Boğaziçi Üniversitesi'ndeki sözde öğrenci olayları, siyasi tarihimizde ilk kez karşılaştığımız gelişmelerden biri değildir. Bunların en fazla bilineni, 1960 darbesinin öncesinde İstanbul'da, sonra da Ankara'da gerçekleşmişti... 27 Mayıs darbesi ertesinde "Ordu-gençlik el ele" diye sloganlar da üretilmişti.
Bir olay
Darbeden hemen sonra Taksim'de bir küçük çocuk bağıra bağıra bir gazeteyi satmaya çalışıyordu. Koşarken bir genç subaya çarptı. Subayın kasketi yere düştü. Genç subay eğilip kasketini yerden aldı ve sonra gazete satmaya çalışan çocuğa bir tokat attı. Zavallı çocuk ağlıyordu. Yanlarına gittim ve genç subaya, "Küçücük çocuğa tokat atılır mı" dedim. Bana ters ters baktı "Sen kimsin" dedi. Gülümsedim "Ben gençliğim. O slogandaki ordu-gençlik el ele var ya, işte o gençliğim ben" dedim. Gülümsedi ve "Seni Harbiye'nin bodrumuna çekersem, gençliğin ne olduğunu görürsün" diye cevap verdi.

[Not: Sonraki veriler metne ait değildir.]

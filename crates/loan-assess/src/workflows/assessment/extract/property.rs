use super::{DocumentFacts, PropertyFacts};

// Property papers are retained as a free-text blob for the report; no
// structured parsing is attempted on deeds or valuations.
pub(crate) fn extract(text: &str) -> DocumentFacts {
    DocumentFacts::Property(PropertyFacts {
        notes: text.to_string(),
    })
}
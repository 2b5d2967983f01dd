use crate::infra::AppState;
use axum::http::{header, StatusCode};
use axum::response::IntoResponse;
use axum::Extension;
use axum::Json;
use loan_assess::workflows::assessment::{assessment_router, AssessmentService};
use serde_json::json;
use std::sync::Arc;

pub(crate) fn with_assessment_routes(service: Arc<AssessmentService>) -> axum::Router {
    assessment_router(service)
        .route("/health", axum::routing::get(healthcheck))
        .route("/ready", axum::routing::get(readiness_endpoint))
        .route("/metrics", axum::routing::get(metrics_endpoint))
}

pub(crate) async fn healthcheck() -> Json<serde_json::Value> {
    Json(json!({ "status": "ok" }))
}

pub(crate) async fn readiness_endpoint(Extension(state): Extension<AppState>) -> impl IntoResponse {
    let ready = state.readiness.load(std::sync::atomic::Ordering::Relaxed);
    let status = if ready {
        StatusCode::OK
    } else {
        StatusCode::SERVICE_UNAVAILABLE
    };

    let payload = if ready {
        json!({ "status": "ready" })
    } else {
        json!({ "status": "initializing" })
    };

    (status, Json(payload))
}

pub(crate) async fn metrics_endpoint(Extension(state): Extension<AppState>) -> impl IntoResponse {
    (
        StatusCode::OK,
        [(header::CONTENT_TYPE, "text/plain; version=0.0.4")],
        state.metrics.render(),
    )
}

#[cfg(test)]
mod tests {
    use super::*;

    #[tokio::test]
    async fn healthcheck_reports_ok() {
        let Json(body) = healthcheck().await;
        assert_eq!(body["status"], "ok");
    }
}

Bu köşe yazısını aşağıdaki linke tıklayarak sesli bir şekilde dinleyebilirsiniz
Gezi olayları
Gençlik olayları diye başlayan ve sonrasında gelen otoriter rejimlere adeta çanak tutan gelişmeleri artık hafife almamız mümkün değil. İçinde bulunduğumuz zaman dilimindeki "Gezi olayları" bunlara son bir örnek değil miydi? Gezi olaylarını da bazıları gençliğe bağlamıştı. Ve kimse üniversite gençliğinin otobüsleri, polis araçlarını falan yakmalarını, kenti yaşanılmaz hale getirmelerini pek anlamamıştı.
Farkında olmalılar
Kısacası artık deneyim sahibiyiz. Bu tür olaylar çıktığında bunları kışkırtanların neyi hedef aldıklarını ve sonuçta kurunun yanında yaşın da yanabileceğini biliyoruz. Yani Boğaziçi'nde okuyanlar, atılan adımların bazılarının ne tür sonuçlar getireceğini bilecek yaştalar. Öğrenci olmayanların güdümüne asla girmemeliler. Ve sayısız öğrencinin FETÖ tuzağına düştüğünü de hiç unutmamalılar.